Quantas verdades, quanta certeza nessas palavras. Num país assolado pela miséria, assim que as transformações revolucionárias começaram em cumprimento do Programa do Moncada, o inimigo histórico do nosso povo, os Estados Unidos, iniciou uma política destinada a pôr fim a essa triunfante epopeia transformadora.
 
Somente um povo como o nosso, endurecido no calor da batalha e guiado pelos ensinamentos de Fidel, foi capaz de suportar tanta pressão e tanta adversidade.
 
Hoje, os desafios são outros. O império fortalecido desempoeirou mais uma vez a Doutrina Monroe para assumir o controle daquilo que José Martí chamou de Nossa América. Para tanto, está utilizando seu vasto arsenal e violando descaradamente as leis e os princípios que regem as relações internacionais.
 
Os recentes acontecimentos na Venezuela, incluindo a agressão militar e o sequestro do seu legítimo presidente, Nicolás Maduro, demonstram isso.
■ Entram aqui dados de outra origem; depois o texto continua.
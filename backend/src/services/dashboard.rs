//! Dashboard read models: daily slides and monthly/weekly summary cards

use chrono::{DateTime, FixedOffset, NaiveDate, NaiveDateTime, SecondsFormat, TimeZone, Utc};
use rust_decimal::Decimal;
use serde::Serialize;
use sqlx::PgPool;

use shared::display::{format_temperature, slide_items, thai_date_time_label, thai_month_label, SlideItem};
use shared::period::{aggregate_monthly, aggregate_weekly};
use shared::{
    DateTimeParam, DayNight, ForecastRecord, Language, MonthParam, Region, RegionAverages,
    SelectOption, SlotSchedule, WeekOfMonth, YearMonth, AUTO,
};

use crate::error::{AppError, AppResult};
use crate::services::forecast::ForecastService;

const AUTO_SLOT_LABEL: &str = "อัตโนมัติ (ตามเวลาปัจจุบัน)";
const AUTO_MONTH_LABEL: &str = "อัตโนมัติ (เดือนล่าสุด)";
const MONTHLY_DESC: &str = "สรุปค่าเฉลี่ยรายเดือนจากข้อมูลรายวัน";

/// Daily endpoint payload
#[derive(Debug, Serialize)]
pub struct DailyResponse {
    pub options: Vec<SelectOption>,
    pub resolved: DailyResolved,
    pub slides: Vec<Slide>,
}

#[derive(Debug, Serialize, PartialEq)]
#[serde(rename_all = "camelCase")]
pub struct DailyResolved {
    pub dt_param: String,
    #[serde(rename = "slotISO")]
    pub slot_iso: String,
    #[serde(rename = "type")]
    pub day_night: DayNight,
}

/// One region's forecast card on the daily carousel
#[derive(Debug, Serialize, PartialEq)]
#[serde(rename_all = "camelCase")]
pub struct Slide {
    pub id: String,
    pub label: String,
    pub region: Region,
    pub main_temp: String,
    pub desc: String,
    pub items: Vec<SlideItem>,
    pub meta: SlideMeta,
}

#[derive(Debug, Serialize, PartialEq)]
pub struct SlideMeta {
    #[serde(rename = "slotISO")]
    pub slot_iso: String,
    #[serde(rename = "type")]
    pub day_night: DayNight,
}

/// Monthly and weekly endpoint payload
#[derive(Debug, Serialize)]
pub struct PeriodResponse<C> {
    pub options: Vec<SelectOption>,
    pub resolved: PeriodResolved,
    pub cards: Vec<C>,
}

#[derive(Debug, Serialize, PartialEq)]
#[serde(rename_all = "camelCase")]
pub struct PeriodResolved {
    pub month_param: String,
    pub month: Option<String>,
    #[serde(rename = "startISO", skip_serializing_if = "Option::is_none")]
    pub start_iso: Option<String>,
    #[serde(rename = "endISO", skip_serializing_if = "Option::is_none")]
    pub end_iso: Option<String>,
}

#[derive(Debug, Serialize, PartialEq)]
#[serde(rename_all = "camelCase")]
pub struct MonthlyCard {
    pub region: Region,
    pub desc: String,
    #[serde(with = "rust_decimal::serde::float_option")]
    pub avg_rain_pct: Option<Decimal>,
    #[serde(with = "rust_decimal::serde::float_option")]
    pub avg_min_temp_c: Option<Decimal>,
    #[serde(with = "rust_decimal::serde::float_option")]
    pub avg_max_temp_c: Option<Decimal>,
    pub count: usize,
}

#[derive(Debug, Serialize, PartialEq)]
#[serde(rename_all = "camelCase")]
pub struct WeeklyCard {
    pub region: Region,
    pub week: u8,
    pub week_label: String,
    #[serde(rename = "startISO")]
    pub start_iso: String,
    #[serde(rename = "endISO")]
    pub end_iso: String,
    pub desc: String,
    #[serde(with = "rust_decimal::serde::float_option")]
    pub avg_rain_pct: Option<Decimal>,
    #[serde(with = "rust_decimal::serde::float_option")]
    pub avg_min_temp_c: Option<Decimal>,
    #[serde(with = "rust_decimal::serde::float_option")]
    pub avg_max_temp_c: Option<Decimal>,
    pub count: usize,
}

/// Dashboard service assembling endpoint payloads
#[derive(Clone)]
pub struct DashboardService {
    forecasts: ForecastService,
    schedule: SlotSchedule,
    local: FixedOffset,
}

impl DashboardService {
    pub fn new(db: PgPool, schedule: SlotSchedule, local: FixedOffset) -> Self {
        Self {
            forecasts: ForecastService::new(db),
            schedule,
            local,
        }
    }

    /// Slides for the slot selected by `dt`, or by `now` when automatic
    pub async fn daily(
        &self,
        dt_param: &str,
        dt: DateTimeParam,
        lang: Language,
        now: DateTime<Utc>,
    ) -> AppResult<DailyResponse> {
        let times = self.forecasts.distinct_date_times().await?;
        let options = daily_options(&times, &self.local);

        let at = match dt {
            DateTimeParam::Auto => now.with_timezone(&self.local).naive_local(),
            DateTimeParam::At(at) => at.with_timezone(&self.local).naive_local(),
        };
        let resolved = self.schedule.resolve(at);
        let slot = to_utc(&self.local, resolved.slot)?;
        let slot_iso = iso(slot);

        tracing::debug!(slot = %slot_iso, day_night = %resolved.day_night, "Resolved daily slot");

        let rows = self.forecasts.forecasts_at(slot, resolved.day_night).await?;
        let slides = rows
            .into_iter()
            .map(|row| {
                let id = row.id;
                let record = row.into_record(&self.local)?;
                Ok(build_slide(id, &record, &slot_iso, resolved.day_night, &lang))
            })
            .collect::<AppResult<Vec<_>>>()?;

        Ok(DailyResponse {
            options,
            resolved: DailyResolved {
                dt_param: dt_param.to_string(),
                slot_iso,
                day_night: resolved.day_night,
            },
            slides,
        })
    }

    /// Per-region monthly averages
    pub async fn monthly(
        &self,
        month_param: &str,
        month: MonthParam,
    ) -> AppResult<PeriodResponse<MonthlyCard>> {
        let months = self.forecasts.available_months(&self.local).await?;
        let options = month_options(&months);

        let Some(resolved) = resolve_month(month, &months) else {
            return Ok(empty_period(month_param, options));
        };
        let (start, end) = self.month_window(resolved)?;
        let samples = self.samples(start, end).await?;

        let mut cards: Vec<MonthlyCard> = aggregate_monthly(resolved, &samples)
            .into_iter()
            .map(|(region, avg)| monthly_card(region, avg))
            .collect();
        cards.sort_by(|a, b| a.region.name_th().cmp(b.region.name_th()));

        Ok(PeriodResponse {
            options,
            resolved: period_resolved(month_param, resolved, start, end),
            cards,
        })
    }

    /// Per-region averages for each week-of-month bucket
    pub async fn weekly(
        &self,
        month_param: &str,
        month: MonthParam,
    ) -> AppResult<PeriodResponse<WeeklyCard>> {
        let months = self.forecasts.available_months(&self.local).await?;
        let options = month_options(&months);

        let Some(resolved) = resolve_month(month, &months) else {
            return Ok(empty_period(month_param, options));
        };
        let (start, end) = self.month_window(resolved)?;
        let samples = self.samples(start, end).await?;

        let mut cards = aggregate_weekly(resolved, &samples)
            .into_iter()
            .map(|((region, week), avg)| self.weekly_card(resolved, region, week, avg))
            .collect::<AppResult<Vec<_>>>()?;
        cards.sort_by(|a, b| {
            a.region
                .name_th()
                .cmp(b.region.name_th())
                .then(a.week.cmp(&b.week))
        });

        Ok(PeriodResponse {
            options,
            resolved: period_resolved(month_param, resolved, start, end),
            cards,
        })
    }

    async fn samples(
        &self,
        start: DateTime<Utc>,
        end: DateTime<Utc>,
    ) -> AppResult<Vec<shared::PeriodSample>> {
        self.forecasts
            .period_samples(start, end)
            .await?
            .into_iter()
            .map(|row| row.into_sample(&self.local))
            .collect()
    }

    /// Local-midnight bounds of a month in UTC, end exclusive
    fn month_window(&self, month: YearMonth) -> AppResult<(DateTime<Utc>, DateTime<Utc>)> {
        Ok((
            local_midnight(&self.local, month.first_day())?,
            local_midnight(&self.local, month.succ().first_day())?,
        ))
    }

    fn weekly_card(
        &self,
        month: YearMonth,
        region: Region,
        week: WeekOfMonth,
        avg: RegionAverages,
    ) -> AppResult<WeeklyCard> {
        let (first, last) = week.day_range(month);
        let start = month.first_day() + chrono::Days::new(u64::from(first - 1));
        let end = month.first_day() + chrono::Days::new(u64::from(last));
        let week_label = week.label_th(month);

        Ok(WeeklyCard {
            region,
            week: week.number(),
            desc: format!("สรุปค่าเฉลี่ยรายสัปดาห์จากข้อมูลรายวัน ({})", week_label),
            week_label,
            start_iso: iso(local_midnight(&self.local, start)?),
            end_iso: iso(local_midnight(&self.local, end)?),
            avg_rain_pct: avg.avg_rain_pct,
            avg_min_temp_c: avg.avg_min_temperature_c,
            avg_max_temp_c: avg.avg_max_temperature_c,
            count: avg.count,
        })
    }
}

/// `AUTO` entry followed by every stored slot, oldest first
pub fn daily_options(times: &[DateTime<Utc>], local: &FixedOffset) -> Vec<SelectOption> {
    std::iter::once(SelectOption::new(AUTO_SLOT_LABEL, AUTO))
        .chain(times.iter().map(|t| {
            SelectOption::new(
                thai_date_time_label(t.with_timezone(local).naive_local()),
                iso(*t),
            )
        }))
        .collect()
}

/// `AUTO` entry followed by every month with data, newest first
pub fn month_options(months: &[YearMonth]) -> Vec<SelectOption> {
    std::iter::once(SelectOption::new(AUTO_MONTH_LABEL, AUTO))
        .chain(
            months
                .iter()
                .map(|m| SelectOption::new(thai_month_label(*m), m.to_string())),
        )
        .collect()
}

/// Requested month when it has data, otherwise the newest month
pub fn resolve_month(param: MonthParam, newest_first: &[YearMonth]) -> Option<YearMonth> {
    match param {
        MonthParam::Month(m) if newest_first.contains(&m) => Some(m),
        _ => newest_first.first().copied(),
    }
}

pub fn build_slide(
    id: i64,
    record: &ForecastRecord,
    slot_iso: &str,
    day_night: DayNight,
    lang: &Language,
) -> Slide {
    Slide {
        id: id.to_string(),
        label: record.region.name_th().to_string(),
        region: record.region,
        main_temp: format_temperature(record.temperature_c),
        desc: record.detail.label(lang).to_string(),
        items: slide_items(record),
        meta: SlideMeta {
            slot_iso: slot_iso.to_string(),
            day_night,
        },
    }
}

fn monthly_card(region: Region, avg: RegionAverages) -> MonthlyCard {
    MonthlyCard {
        region,
        desc: MONTHLY_DESC.to_string(),
        avg_rain_pct: avg.avg_rain_pct,
        avg_min_temp_c: avg.avg_min_temperature_c,
        avg_max_temp_c: avg.avg_max_temperature_c,
        count: avg.count,
    }
}

fn empty_period<C>(month_param: &str, options: Vec<SelectOption>) -> PeriodResponse<C> {
    PeriodResponse {
        options,
        resolved: PeriodResolved {
            month_param: month_param.to_string(),
            month: None,
            start_iso: None,
            end_iso: None,
        },
        cards: Vec::new(),
    }
}

fn period_resolved(
    month_param: &str,
    month: YearMonth,
    start: DateTime<Utc>,
    end: DateTime<Utc>,
) -> PeriodResolved {
    PeriodResolved {
        month_param: month_param.to_string(),
        month: Some(month.to_string()),
        start_iso: Some(iso(start)),
        end_iso: Some(iso(end)),
    }
}

fn to_utc(local: &FixedOffset, at: NaiveDateTime) -> AppResult<DateTime<Utc>> {
    local
        .from_local_datetime(&at)
        .single()
        .map(|t| t.with_timezone(&Utc))
        .ok_or_else(|| AppError::Internal(format!("Unrepresentable local time {}", at)))
}

fn local_midnight(local: &FixedOffset, date: NaiveDate) -> AppResult<DateTime<Utc>> {
    to_utc(local, date.and_time(chrono::NaiveTime::MIN))
}

/// ISO 8601 in UTC with milliseconds, e.g. `2025-11-01T06:00:00.000Z`
pub fn iso(at: DateTime<Utc>) -> String {
    at.to_rfc3339_opts(SecondsFormat::Millis, true)
}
O cinismo imperial não esconde a sua intenção de, quando chegar a hora, desferir o golpe final na Revolução Cubana.
 
Nesta hora crítica, quando nada além de luz se vê, como disse nosso Herói Nacional, e quando a Pátria está em perigo, Fidel, no centenário de seu nascimento, adverte e convoca, como em 1959, um povo que não se rende e jamais se renderá.